Writing out learning goals is a way of stating what your child needs to know. You can set up goals for a class, for home or for personal achievement. When you state a goal, you and your child can track progress better. When your child reaches a goal, you can then set a new learning goal. When they master the goal setting process, students become life-long learners.
What Is a Learning Goal?
A learning goal is a statement of a specific skill or product that a student will be able to do or make at the end of an activity. For example, if your child is learning to make a cake, your goals for her might be to use measuring tools to measure the ingredients accurately, to read and follow a recipe and to use a timer to know when the food finishes cooking. The two of you might share making several cakes. When she has met the goals, she might be ready to make a cake on her own.
Why Set Learning Goals
Setting a goal gives the learner a benchmark toward which to strive. When a student has a specific goal, such as knowing addition, subtraction and multiplication math facts, they can develop ownership of the learning process. For example, she might know that her teacher wants her to be able to answer a set of simple problems within a specific period. Armed with this knowledge, she can practice on her own or with parents until she is able to do the problems within the specified amount of time. She is then ready for more challenging math goals.
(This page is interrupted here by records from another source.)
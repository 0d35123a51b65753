//! Turns a [`ScriptModel`] into the ordered root sequence of an outline.

use shellscope_api::config::DEFAULT_DEBUG_LABEL_LIMIT;
use shellscope_api::{
    ItemKind, OutlineConfig, Result, ScriptModel, Span, SymbolItem, VariableMap,
};

pub const NO_FUNCTIONS_MESSAGE: &str = "Bash script does not contain any functions";
pub const CONTAINS_ERRORS_MESSAGE: &str = "Bash script contains errors.";
pub const TRUNCATION_MARKER: &str = "...";
const TYPE_SEPARATOR: &str = " :<- ";

/// The single item shown when a script has nothing to outline.
pub fn placeholder() -> SymbolItem {
    SymbolItem::meta(ItemKind::MetaInfo, NO_FUNCTIONS_MESSAGE)
}

/// Keeps the first `limit` characters of `text`, appending [`TRUNCATION_MARKER`] when anything
/// was cut.
pub fn shorten(text: &str, limit: usize) -> String {
    match text.char_indices().nth(limit) {
        Some((byte_idx, _)) => {
            let mut short = String::with_capacity(byte_idx + TRUNCATION_MARKER.len());
            short.push_str(&text[..byte_idx]);
            short.push_str(TRUNCATION_MARKER);
            short
        }
        None => text.to_string(),
    }
}

/// Pure, total transformation from a script model to outline items.
#[derive(Debug, Clone, PartialEq, Eq)]
pub struct TreeBuilder {
    label_limit: usize,
}

impl Default for TreeBuilder {
    fn default() -> Self {
        Self {
            label_limit: DEFAULT_DEBUG_LABEL_LIMIT,
        }
    }
}

impl TreeBuilder {
    pub fn new() -> Self {
        Self::default()
    }

    /// Fails when the config does not pass [`OutlineConfig::validate`].
    pub fn from_config(config: &OutlineConfig) -> Result<Self> {
        config.validate()?;
        Ok(Self {
            label_limit: config.debug_label_limit,
        })
    }

    pub fn label_limit(&self) -> usize {
        self.label_limit
    }

    /// Never fails; the worst case is the single placeholder item.
    pub fn build(&self, model: &ScriptModel) -> Vec<SymbolItem> {
        let mut items = variable_items(&model.variables);

        for function in &model.functions {
            let span = Span::new(function.position, function.length_to_name_end, function.end);
            let item = SymbolItem::new(function.name.as_str(), ItemKind::Function, span)
                .with_children(variable_items(&function.variables));
            items.push(item);
        }

        if items.is_empty() {
            items.push(placeholder());
        }

        if model.has_debug_tokens() {
            if model.has_errors() {
                items.insert(0, SymbolItem::meta(ItemKind::MetaError, CONTAINS_ERRORS_MESSAGE));
            }
            for token in model.debug_tokens() {
                let name = format!(
                    "{}{}{}",
                    shorten(&token.text, self.label_limit),
                    TYPE_SEPARATOR,
                    token.type_description
                );
                let span = Span::new(token.start, token.text.chars().count(), token.end);
                items.push(SymbolItem::new(name, ItemKind::MetaDebug, span));
            }
        }

        items
    }
}

fn variable_items(variables: &VariableMap) -> Vec<SymbolItem> {
    variables
        .values()
        .map(|variable| {
            let initial = variable.initial_assignment;
            SymbolItem::new(
                variable.name.as_str(),
                ItemKind::GlobalVariable,
                Span::between(initial.start, initial.end),
            )
        })
        .collect()
}

#[cfg(test)]
mod tests {
    use super::*;
    use shellscope_api::{
        OutlineError, ParseToken, ScriptError, ScriptFunction, ScriptVariable,
        VariableAssignment,
    };

    fn kinds(items: &[SymbolItem]) -> Vec<ItemKind> {
        items.iter().map(|i| i.kind).collect()
    }

    #[test]
    fn test_empty_model_yields_placeholder() {
        let items = TreeBuilder::new().build(&ScriptModel::new());
        assert_eq!(items, vec![placeholder()]);
        assert_eq!(items[0].span, Span::EMPTY);
    }

    #[test]
    fn test_variables_precede_functions() {
        let model = ScriptModel::new()
            .with_function(ScriptFunction::new("deploy", 40, 15, 120))
            .with_variable(ScriptVariable::new("HOST", VariableAssignment::new(0, 12)));

        let items = TreeBuilder::new().build(&model);
        assert_eq!(kinds(&items), vec![ItemKind::GlobalVariable, ItemKind::Function]);
        assert_eq!(items[0].span, Span::new(0, 12, 12));
        assert_eq!(items[1].span, Span::new(40, 15, 120));
    }

    #[test]
    fn test_variable_span_uses_initial_assignment() {
        let variable = ScriptVariable::new("count", VariableAssignment::new(5, 12))
            .with_reassignment(VariableAssignment::new(30, 37));
        let items = TreeBuilder::new().build(&ScriptModel::new().with_variable(variable));
        assert_eq!(items[0].span, Span::between(5, 12));
    }

    #[test]
    fn test_function_children_keep_model_order() {
        let function = ScriptFunction::new("main", 0, 13, 200)
            .with_variable(ScriptVariable::new("zz", VariableAssignment::new(20, 25)))
            .with_variable(ScriptVariable::new("aa", VariableAssignment::new(30, 35)));
        let items = TreeBuilder::new().build(&ScriptModel::new().with_function(function));

        let names: Vec<&str> = items[0].children.iter().map(|c| c.name.as_str()).collect();
        assert_eq!(names, vec!["zz", "aa"]);
        assert!(items[0].children.iter().all(|c| c.kind == ItemKind::GlobalVariable));
    }

    #[test]
    fn test_degenerate_function_is_tolerated() {
        let model = ScriptModel::new().with_function(ScriptFunction::new("", 50, 0, 10));
        let items = TreeBuilder::new().build(&model);
        assert_eq!(items.len(), 1);
        assert_eq!(items[0].span.start, 50);
        assert_eq!(items[0].span.length, 0);
        assert!(items[0].span.start <= items[0].span.end);
    }

    #[test]
    fn test_errors_without_debug_tokens_are_silent() {
        let model = ScriptModel::new().with_error(ScriptError::new(3, 4, "missing fi"));
        let items = TreeBuilder::new().build(&model);
        assert_eq!(kinds(&items), vec![ItemKind::MetaInfo]);
    }

    #[test]
    fn test_debug_tokens_and_error_ordering() {
        let model = ScriptModel::new()
            .with_variable(ScriptVariable::new("A", VariableAssignment::new(0, 3)))
            .with_function(ScriptFunction::new("f", 10, 10, 30))
            .with_error(ScriptError::new(25, 26, "unexpected token"))
            .with_debug_tokens(vec![
                ParseToken::new(10, 18, "function", "keyword"),
                ParseToken::new(19, 20, "f", "name"),
            ]);

        let items = TreeBuilder::new().build(&model);
        assert_eq!(
            kinds(&items),
            vec![
                ItemKind::MetaError,
                ItemKind::GlobalVariable,
                ItemKind::Function,
                ItemKind::MetaDebug,
                ItemKind::MetaDebug,
            ]
        );
        assert_eq!(items[0].name, CONTAINS_ERRORS_MESSAGE);
        assert_eq!(items[3].name, "function :<- keyword");
        assert_eq!(items[3].span, Span::new(10, 8, 18));
    }

    #[test]
    fn test_debug_only_model_keeps_placeholder() {
        let model = ScriptModel::new().with_debug_tokens(vec![ParseToken::new(0, 1, "#", "comment")]);
        let items = TreeBuilder::new().build(&model);
        assert_eq!(kinds(&items), vec![ItemKind::MetaInfo, ItemKind::MetaDebug]);
    }

    #[test]
    fn test_long_token_is_shortened() {
        let text = "x".repeat(100);
        let model =
            ScriptModel::new().with_debug_tokens(vec![ParseToken::new(0, 100, text, "string")]);
        let items = TreeBuilder::new().build(&model);

        let debug = &items[1];
        let expected = format!("{}{} :<- string", "x".repeat(40), TRUNCATION_MARKER);
        assert_eq!(debug.name, expected);
        assert_eq!(debug.span.length, 100);
    }

    #[test]
    fn test_label_limit_from_config() {
        let config = OutlineConfig {
            debug_label_limit: 4,
            ..OutlineConfig::default()
        };
        let builder = TreeBuilder::from_config(&config).unwrap();
        assert_eq!(builder.label_limit(), 4);

        let model = ScriptModel::new()
            .with_debug_tokens(vec![ParseToken::new(0, 9, "echo_this", "word")]);
        let items = builder.build(&model);
        assert_eq!(items[1].name, "echo... :<- word");
    }

    #[test]
    fn test_zero_label_limit_rejected() {
        let config = OutlineConfig {
            debug_label_limit: 0,
            ..OutlineConfig::default()
        };
        let err = TreeBuilder::from_config(&config).unwrap_err();
        assert!(matches!(err, OutlineError::InvalidConfig(_)));
    }

    #[test]
    fn test_variables_only_model_has_no_placeholder() {
        let model = ScriptModel::new()
            .with_variable(ScriptVariable::new("LANG", VariableAssignment::new(0, 10)));
        let items = TreeBuilder::new().build(&model);
        assert_eq!(kinds(&items), vec![ItemKind::GlobalVariable]);
        assert_eq!(items[0].name, "LANG");
    }

    #[test]
    fn test_shorten_counts_characters() {
        assert_eq!(shorten("héllo wörld", 5), "héllo...");
        assert_eq!(shorten("短い", 40), "短い");
        assert_eq!(shorten("abc", 3), "abc");
        assert_eq!(shorten("", 3), "");
    }
}
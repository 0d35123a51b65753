use thiserror::Error;

#[derive(Error, Debug)]
pub enum OutlineError {
    #[error("I/O error: {0}")]
    Io(#[from] std::io::Error),
    #[error("JSON serialization/deserialization error: {0}")]
    Json(#[from] serde_json::Error),
    #[error("Invalid configuration: {0}")]
    InvalidConfig(String),
    #[error("Logging setup failed: {0}")]
    Logging(String),
}

pub type Result<T> = std::result::Result<T, OutlineError>;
Goals Make the Journey Easier
Goals give a direction. If you were a miner during the gold rush, you would have had a hard time finding mines if you didn't even know the direction in which to travel toward the gold fields. Goals create a destination. When you know where you need to go, you won't travel to New York when you need to be in California. If your child's learning goal is to learn basic math facts, she knows that she does not have to study spelling words to reach that benchmark. Goals create a destination that can let parents and instructors create a road map for the learning process.
Complex Learning Goals
Not every learning goal is as simple as learning basic math facts. For example, your child will need to master several skills in order to do math word problems. She will need to know the math facts, to be able to read and understand the problem and she will need to be able to select the math computation process needed to answer the question. Learning to answer word problems would therefore require at least three learning goals in order for the student to be successful. With those goals in mind, an instructor or parent can plan a sequence of learning exercises that will promote success.